### WHAT IS EXPECTED
The entries below should be copied exactly and completely.

### EXTRACTED INFORMATION
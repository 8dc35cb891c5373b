mod scheduler;

pub use scheduler::MetronomeScheduler;

/// Where the metronome chain stands.
#[derive(Clone, Copy, Debug, PartialEq, Eq)]
pub enum MetronomeState {
    Stopped,
    /// First tick scheduled, waiting for its completion.
    Armed,
    /// Completion chain is live and self-sustaining.
    Playing,
}

/// Instruction for the render thread: play the tick clip starting at
/// `start` on the tick player's timeline (engine sample rate).
#[derive(Clone, Copy, Debug, PartialEq, Eq)]
pub struct TickSchedule {
    pub start: u64,
}

/// Sample-accurate tick scheduling.
///
/// Keeps the clock base in the tick clip's native sample-time base, the
/// same way the playback times are derived from the clip's own format.
/// The base only ever increases between restarts; each completion
/// advances it by one tempo interval and yields exactly one future
/// schedule, so the chain sustains itself without recursion or races.
pub struct Metronome {
    state: MetronomeState,
    base: u64,
    native_rate: f64,
    engine_rate: f64,
}

impl Metronome {
    pub fn new(native_rate: f64, engine_rate: f64) -> Self {
        Self {
            state: MetronomeState::Stopped,
            base: 0,
            native_rate,
            engine_rate,
        }
    }

    pub fn state(&self) -> MetronomeState {
        self.state
    }

    /// Frames between ticks at `bpm`, in the native time base.
    /// Truncating integer arithmetic: fixed, reproducible spacing.
    pub fn interval(&self, bpm: f64) -> u64 {
        (60.0 * self.native_rate / bpm) as u64
    }

    /// Begin the chain: reset the clock and schedule the first tick at
    /// sample 0 of the playback timeline.
    pub fn start(&mut self) -> TickSchedule {
        self.base = 0;
        self.state = MetronomeState::Armed;
        TickSchedule { start: 0 }
    }

    pub fn stop(&mut self) {
        self.state = MetronomeState::Stopped;
        self.base = 0;
    }

    /// Handle a tick-finished notification.
    ///
    /// `render_position` is the tick player's current timeline position,
    /// `None` while the graph has not rendered anything (or is stopped).
    /// Returns the next schedule, or `None` when the chain is stopped or
    /// this cycle is skipped because no valid render time is available.
    /// A skipped cycle stalls the chain until an explicit restart.
    pub fn on_tick_complete(
        &mut self,
        render_position: Option<u64>,
        bpm: f64,
    ) -> Option<TickSchedule> {
        if self.state == MetronomeState::Stopped {
            return None;
        }
        render_position?;
        self.state = MetronomeState::Playing;
        self.base += self.interval(bpm);
        Some(TickSchedule {
            start: self.to_engine_time(self.base),
        })
    }

    /// Convert an absolute native-base sample time to the engine
    /// timeline. Rescaling the absolute value (not the increments)
    /// keeps the conversion free of accumulated rounding drift.
    fn to_engine_time(&self, native: u64) -> u64 {
        if self.native_rate == self.engine_rate {
            native
        } else {
            (native as f64 * self.engine_rate / self.native_rate) as u64
        }
    }
}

### FINISHED EXERCISE
repository 8dc35cb891c5373b
mod scheduler;

pub use scheduler::MetronomeScheduler;

/// Where the metronome chain stands.
#[derive(Clone, Copy, Debug, PartialEq, Eq)]
pub enum MetronomeState {
    Stopped,
    /// First tick scheduled, waiting for its completion.
    Armed,
    /// Completion chain is live and self-sustaining.
    Playing,
}

/// Instruction for the render thread: play the tick clip starting at
/// `start` on the tick player's timeline (engine sample rate).
#[derive(Clone, Copy, Debug, PartialEq, Eq)]
pub struct TickSchedule {
    pub start: u64,
}

/// Sample-accurate tick scheduling.
///
/// Keeps the clock base in the tick clip's native sample-time base, the
/// same way the playback times are derived from the clip's own format.
/// The base only ever increases between restarts; each completion
/// advances it by one tempo interval and yields exactly one future
/// schedule, so the chain sustains itself without recursion or races.
pub struct Metronome {
    state: MetronomeState,
    base: u64,
    native_rate: f64,
    engine_rate: f64,
}

impl Metronome {
    pub fn new(native_rate: f64, engine_rate: f64) -> Self {
        Self {
            state: MetronomeState::Stopped,
            base: 0,
            native_rate,
            engine_rate,
        }
    }

    pub fn state(&self) -> MetronomeState {
        self.state
    }

    /// Frames between ticks at `bpm`, in the native time base.
    /// Truncating integer arithmetic: fixed, reproducible spacing.
    pub fn interval(&self, bpm: f64) -> u64 {
        (60.0 * self.native_rate / bpm) as u64
    }

    /// Begin the chain: reset the clock and schedule the first tick at
    /// sample 0 of the playback timeline.
    pub fn start(&mut self) -> TickSchedule {
        self.base = 0;
        self.state = MetronomeState::Armed;
        TickSchedule { start: 0 }
    }

    pub fn stop(&mut self) {
        self.state = MetronomeState::Stopped;
        self.base = 0;
    }

    /// Handle a tick-finished notification.
    ///
    /// `render_position` is the tick player's current timeline position,
    /// `None` while the graph has not rendered anything (or is stopped).
    /// Returns the next schedule, or `None` when the chain is stopped or
    /// this cycle is skipped because no valid render time is available.
    /// A skipped cycle stalls the chain until an explicit restart.
    pub fn on_tick_complete(
        &mut self,
        render_position: Option<u64>,
        bpm: f64,
    ) -> Option<TickSchedule> {
        if self.state == MetronomeState::Stopped {
            return None;
        }
        render_position?;
        self.state = MetronomeState::Playing;
        self.base += self.interval(bpm);
        Some(TickSchedule {
            start: self.to_engine_time(self.base),
        })
    }

    /// Convert an absolute native-base sample time to the engine
    /// timeline. Rescaling the absolute value (not the increments)
    /// keeps the conversion free of accumulated rounding drift.
    fn to_engine_time(&self, native: u64) -> u64 {
        if self.native_rate == self.engine_rate {
            native
        } else {
            (native as f64 * self.engine_rate / self.native_rate) as u64
        }
    }
}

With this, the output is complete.